TP53.jaspar <- query(query(MotifDb,"TP53"),"JASPAR_CORE")[[1]][, 2:13]

This shortened motif captures the apparent core of the pattern,  at positions 6-9

>  TP53.jaspar
2         3         4         5 6 7 8 9        10         11         12         13
A 0.17647059 0.2352941 0.2941176 0.7647059 0 1 0 0 0.0000000 0.00000000 0.00000000 0.05882353
C 0.41176471 0.0000000 0.0000000 0.0000000 1 0 0 0 0.6470588 0.94117647 0.94117647 0.00000000
G 0.35294118 0.7647059 0.7058824 0.2352941 0 0 0 1 0.0000000 0.00000000 0.00000000 0.88235294
T 0.05882353 0.0000000 0.0000000 0.0000000 0 0 1 0 0.3529412 0.05882353 0.05882353 0.05882353

Making no other change to your code, this retrieves 1696 hits in 685 genes.

We should solicit the opinion of a TF binding expert to find out if my trimming is defensible.

Hope this helps,

- Paul

0
Entering edit mode

Thanks for your response Paul, I'm glad my question was clear.

Ahh, didn't clock the length of the motif.  That would explain it.  I will consult with the people at JASPAR on that one (and other experts locally here), but would also appreciate any answers with respect to trimming the motif in this thread also.

1
Entering edit mode
Ou, Jianhong ★ 1.3k
@ou-jianhong-4539
Last seen 1 day ago
United States

Hi Lisa,

The motif you retrieved from MotifDb should be position frequency matrix. Will it also affect the search? I changed you code like this:

library(MotifDb)
library(GenomicFeatures)
library(org.Hs.eg.db)
library(BSgenome.Hsapiens.UCSC.hg19)
library(TxDb.Hsapiens.UCSC.hg19.knownGene)
library(motifStack)

getTFtranscripts <- function(pwm, txdb, genome,
upstream=2000, downstream=200, min.score="80%",
ICcutoff=.4)
{
prom <- suppressWarnings(
promoters(txdb, upstream=upstream, downstream=downstream,
columns=c("tx_name", "gene_id")))
prom <- trim(prom)
genome <- getBSgenome(genome)
prom_seqs <- getSeq(genome, prom)
pfm <- new("pfm", mat=pwm, name=deparse(substitute(pwm)))
pfm <- trimMotif(pfm, t=ICcutoff)
pwm <- pfm2pwm(pfm)
hits_per_prom <- suppressWarnings(sapply(
seq_along(prom_seqs),
function(i) countPWM(pwm, prom_seqs[[i]], min.score=min.score)
))
ans <- mcols(prom)[hits_per_prom != 0L, ]
ans[ , "gene_id"] <- as.character(ans[ , "gene_id"])
as.data.frame(ans)
}

TP53.jaspar <- query(query(MotifDb,"TP53"),"JASPAR_CORE")[[1]]
TP53.targets <- getTFtranscripts(TP53.jaspar,
TxDb.Hsapiens.UCSC.hg19.knownGene, "hg19",
upstream=1000, downstream=250,
min.score="85%")

print( TP53.targets )
print( length( unique(TP53.targets$gene_id[!is.na(TP53.targets$gene_id)] ) ) )

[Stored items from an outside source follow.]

//! Tracing/logging initialization.
//!
//! Logs go to stderr so they never interleave with the interactive menu on
//! stdout. The filter comes from `RUST_LOG` and defaults to `warn`.

use tracing_subscriber::EnvFilter;

const DEFAULT_FILTER: &str = "warn";

/// Output format of log lines.
#[derive(Debug, Copy, Clone, Default, PartialEq, Eq)]
pub enum LogFormat {
    /// Compact human-readable lines.
    #[default]
    Text,
    /// One JSON object per line, with timestamps.
    Json,
}

impl core::str::FromStr for LogFormat {
    type Err = String;

    fn from_str(s: &str) -> Result<Self, Self::Err> {
        match s.trim().to_ascii_lowercase().as_str() {
            "text" => Ok(LogFormat::Text),
            "json" => Ok(LogFormat::Json),
            other => Err(format!("unknown log format {other:?} (expected text or json)")),
        }
    }
}

fn filter() -> EnvFilter {
    EnvFilter::try_from_default_env().unwrap_or_else(|_| EnvFilter::new(DEFAULT_FILTER))
}

/// Initialize tracing/logging for the process.
///
/// Safe to call multiple times (subsequent calls are no-ops).
pub fn init(format: LogFormat) {
    let builder = tracing_subscriber::fmt()
        .with_env_filter(filter())
        .with_writer(std::io::stderr)
        .with_target(false);

    let _ = match format {
        LogFormat::Text => builder.compact().try_init(),
        LogFormat::Json => builder
            .json()
            .with_timer(tracing_subscriber::fmt::time::SystemTime)
            .try_init(),
    };
}
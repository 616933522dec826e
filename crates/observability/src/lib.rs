//! Tracing/logging setup shared by the binaries.

/// Tracing configuration (filters, output format).
pub mod tracing;

pub use crate::tracing::LogFormat;

/// Initialize process-wide logging.
///
/// This is safe to call multiple times; subsequent calls become no-ops.
pub fn init(format: LogFormat) {
    tracing::init(format);
}
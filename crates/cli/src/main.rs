use std::io;

use anyhow::Context;
use clap::Parser;

use stockroom_cli::{CliArgs, Shell};
use stockroom_inventory::Inventory;

fn main() -> anyhow::Result<()> {
    let args = CliArgs::parse();
    stockroom_observability::init(args.log_format);

    let mut inventory = Inventory::new();
    if args.load {
        match inventory.load_from_file(&args.data_file) {
            Ok(count) => println!("Loaded {count} product(s) from {}.", args.data_file.display()),
            Err(e) => {
                tracing::warn!(error = %e, "starting with an empty inventory");
                eprintln!("Could not load {}: {e}", args.data_file.display());
            }
        }
    }

    let stdin = io::stdin();
    let stdout = io::stdout();
    let mut shell = Shell::new(stdin.lock(), stdout.lock(), args.data_file);
    shell
        .run(&mut inventory)
        .context("interactive session aborted")
}
//! Interactive front end for the stockroom inventory.
//!
//! Thin glue: prompts, menu dispatch and rendering. Inventory rules live in
//! `stockroom-inventory`.

pub mod config;
pub mod prompt;
pub mod shell;

pub use config::CliArgs;
pub use prompt::{CommandError, Prompter};
pub use shell::{Flow, MenuChoice, Shell};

MYC.jaspar <- query(query(MotifDb,"MYC"),"JASPAR_CORE")[[1]]
MYC.targets <- getTFtranscripts(MYC.jaspar,
TxDb.Hsapiens.UCSC.hg19.knownGene, "hg19",
upstream=1000, downstream=250,
min.score="85%")
print( MYC.targets )
print( length( unique(MYC.targets$gene_id[!is.na(MYC.targets$gene_id)] ) ) )


0
Entering edit mode

Fantastic, thank you for the reply Jianhong.  The addition of the trimMotif() function certainly makes a huge difference (I now get reasonable numbers of targets for TP53) and solves the problem identified by Paul in his post.

I will contact the people at JASPAR in any case to make sure that this is an appropriate thing to do with their motifs.

0
Entering edit mode
@lisa-hopcroft-5130
Last seen 6.2 years ago
University of Glasgow, Glasgow

Thanks to Paul and Jianhong for contributing to this thread.  I have been in touch with the JASPAR resource.  They have recommended not to trim the motifs using trimMotif() as suggested by Jianhong: "The information content is highly related to binding strength, and you would basically be trimming away important features. Thereby you are losing what you are trying to predict."

I am currently in discussion with another researcher who has done exactly the task that I'm looking to do.  If I come to any conclusions about this, I'll try to remember to post my findings here.

0
Entering edit mode

It is interesting. I checked the original paper for the TP53 motif. The preferred consensus is the palindrome GGACATGCCCGGGCATGTCC. If we trim the motif (CCGGACATGCCCGGGCATGT) downloaded from JASPAR by information content greater than .04, It will trim the low information position at 1 and 2 and the motif will be like GGACATGCCCGGGCATGT. Acutely, I can not understand why the motif in JASPAR is start from two CC and we can not trim it?